Thank you for reading! I hope you learned something, I certainly did this week! Enjoy my recipe, the time it takes is definitely worth it!
Braised Rabbit with Kale Gravy
- Chef knife
- Enameled dutch oven
- 1 rabbit 3-4 lbs
- 1 cup apple cider vinegar for marinade
- 2 stems rosemary
- 2 stems Texas tarragon or tarragon
- 1 tbsp salt
- 1 tbsp black pepper
- 1 tbsp butter grass fed
- 2 tbsp olive oil unrefined
- 1 red onion sliced thin
- 1 shallot minced
- 4 cloves garlic minced
- 10 leaves kale a curly variety
- 1 cup white wine
- 3 tbsp coarse-grain mustard
- 1 tbsp dried thyme
- 1 tbsp dried basil
- 2 cups vegetable broth
- 8 oz coconut cream
- rice or pasta to serve over
Butcher the Rabbit
- Remove front legs, then back legs.
- Cut side flaps of rabbit. Save to use as "bacon" – sear or wrap vegetables and sear then bake.
- Cut off rib cage and hips. These pieces do not have much meat on them, so they are best used for stock or bone broth.
- Cut back into 2-3 pieces, depending how large rabbit is.
Marinade the Rabbit – strongly optional
- Add rabbit legs and back to a plastic bag. Cover with one part apple cider vinegar and two parts water. Add a sprig of rosemary and Texas tarragon.
- After at least 30 minutes and up to 2 hours, remove the rabbit pieces. Pat each one dry with a paper towel.
Sear and Braise Rabbit
- Heat olive oil and butter over medium-high heat. Season rabbit pieces generously with salt and pepper.Cut onions, shallots, and garlic. Roughly chop stems of kale. Cut kale leaves into 1 inch strips.
- Sear rabbit on both sides for 4-5 minutes. You should get a nice golden-brown color on the meat. Remove the rabbit onto a plate on the side. Leave seared bits in the pot for the next step.
- De-glaze the pan with 1/2 cup water. Add onions and cook for 3 minutes, until almost translucent. Add shallots and kale stems and cook for a minute. Add garlic and cook for 30 seconds.
- De-glaze the pan again, this time with 1 cup of white wine.Cook the wine down until you can no longer smell alcohol coming off of the broth.
- Add mustard, basil, and thyme and mix in.Add kale and rabbit pieces, and cover the pot with vegetable broth. Taste the broth, and add salt and pepper to taste.
- Bring the pot to a boil, then turn the pot to low-medium heat. Simmer the rabbit for an hour. Do not remove the lid during this time, it will make the rabbit cook slower!

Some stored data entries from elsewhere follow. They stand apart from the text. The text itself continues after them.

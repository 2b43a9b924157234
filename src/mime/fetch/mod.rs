//-
// Copyright (c) 2020, Jason Lingle
//
// This file is part of Crymap.
//
// Crymap is free software: you can  redistribute it and/or modify it under the
// terms of  the GNU General Public  License as published by  the Free Software
// Foundation, either version  3 of the License, or (at  your option) any later
// version.
//
// Crymap is distributed  in the hope that  it will be useful,  but WITHOUT ANY
// WARRANTY; without  even the implied  warranty of MERCHANTABILITY  or FITNESS
// FOR  A PARTICULAR  PURPOSE.  See the  GNU General  Public  License for  more
// details.
//
// You should have received a copy of the GNU General Public License along with
// Crymap. If not, see <http://www.gnu.org/licenses/>.

//! Everything needed to answer the data items of the IMAP `FETCH` command,
//! plus the data source for `SEARCH`.
//!
//! ## Regarding message layout
//!
//! IMAP defines a mechanism to access parts of a message based on its
//! multipart hierarchy. Each part of a multipart is assigned a number,
//! starting at 1. Parts can be addressed by multiple subscripts, such that,
//! e.g., `2.3` is the third sub-part of the second part.
//!
//! After zero or more subscripts, we get a final section specifier:
//!
//! - Nothing. At top level, this fetches the whole message. For any other
//!   part, it fetches the part content.
//!
//! - `HEADER`, optionally filtered with `.FIELDS` or `.FIELDS.NOT`. This
//!   fetches the header of the addressed entity.
//!
//! - `MIME`. This also fetches the header of the addressed entity; it is
//!   only meaningful below the top level.
//!
//! - `TEXT`. This fetches the raw body of the addressed entity.
//!
//! Unlike a full RFC 3501 server, we do not descend into `message/rfc822`
//! parts; they are leaves like any other non-multipart entity, and a
//! subscript applied to a leaf names a part which does not exist.

pub mod bodystructure;
pub mod envelope;
pub mod search;
pub mod section;
pub mod strings;
//-
// Copyright (c) 2020, Jason Lingle
//
// This file is part of Crymap.
//
// Crymap is free software: you can  redistribute it and/or modify it under the
// terms of  the GNU General Public  License as published by  the Free Software
// Foundation, either version  3 of the License, or (at  your option) any later
// version.
//
// Crymap is distributed  in the hope that  it will be useful,  but WITHOUT ANY
// WARRANTY; without  even the implied  warranty of MERCHANTABILITY  or FITNESS
// FOR  A PARTICULAR  PURPOSE.  See the  GNU General  Public  License for  more
// details.
//
// You should have received a copy of the GNU General Public License along with
// Crymap. If not, see <http://www.gnu.org/licenses/>.

//! Owned representations of RFC 2822 address syntax.
//!
//! Words and atoms are kept as raw bytes, split the way they appeared on the
//! wire; joining and RFC 2047 decoding happen in `fetch::strings`.

#[derive(Clone, Debug, PartialEq, Eq)]
pub struct AddrSpec {
    /// The dot-separated words of the local part.
    pub local: Vec<Vec<u8>>,
    /// The dot-separated atoms of the domain, or a single domain literal.
    /// Empty if the address had no `@`.
    pub domain: Vec<Vec<u8>>,
}

#[derive(Clone, Debug, PartialEq, Eq)]
pub struct MailboxSpec {
    pub addr: AddrSpec,
    /// The words of the display name, if any.
    pub name: Vec<Vec<u8>>,
}

#[derive(Clone, Debug, PartialEq, Eq)]
pub struct GroupSpec {
    pub name: Vec<Vec<u8>>,
    pub boxes: Vec<MailboxSpec>,
}

#[derive(Clone, Debug, PartialEq, Eq)]
pub enum Address {
    Mailbox(MailboxSpec),
    Group(GroupSpec),
}

impl Address {
    /// Iterate the mailboxes this address designates.
    ///
    /// A mailbox designates itself; a group designates its members.
    pub fn mailboxes(&self) -> impl Iterator<Item = &MailboxSpec> + '_ {
        let slice = match *self {
            Address::Mailbox(ref m) => std::slice::from_ref(m),
            Address::Group(ref g) => &g.boxes[..],
        };
        slice.iter()
    }
}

- Now, remove the rabbit to a plate. Bring the broth to a boil and cook it down to about half the original volume. This will take about 10 minutes.Add coconut cream and cook for another 2 minutes. Add the rabbit back in for a minute or two to heat it back up.
- On a plate, add some rice or pasta. Add a piece of rabbit, and top with the kale gravy.Enjoy!!!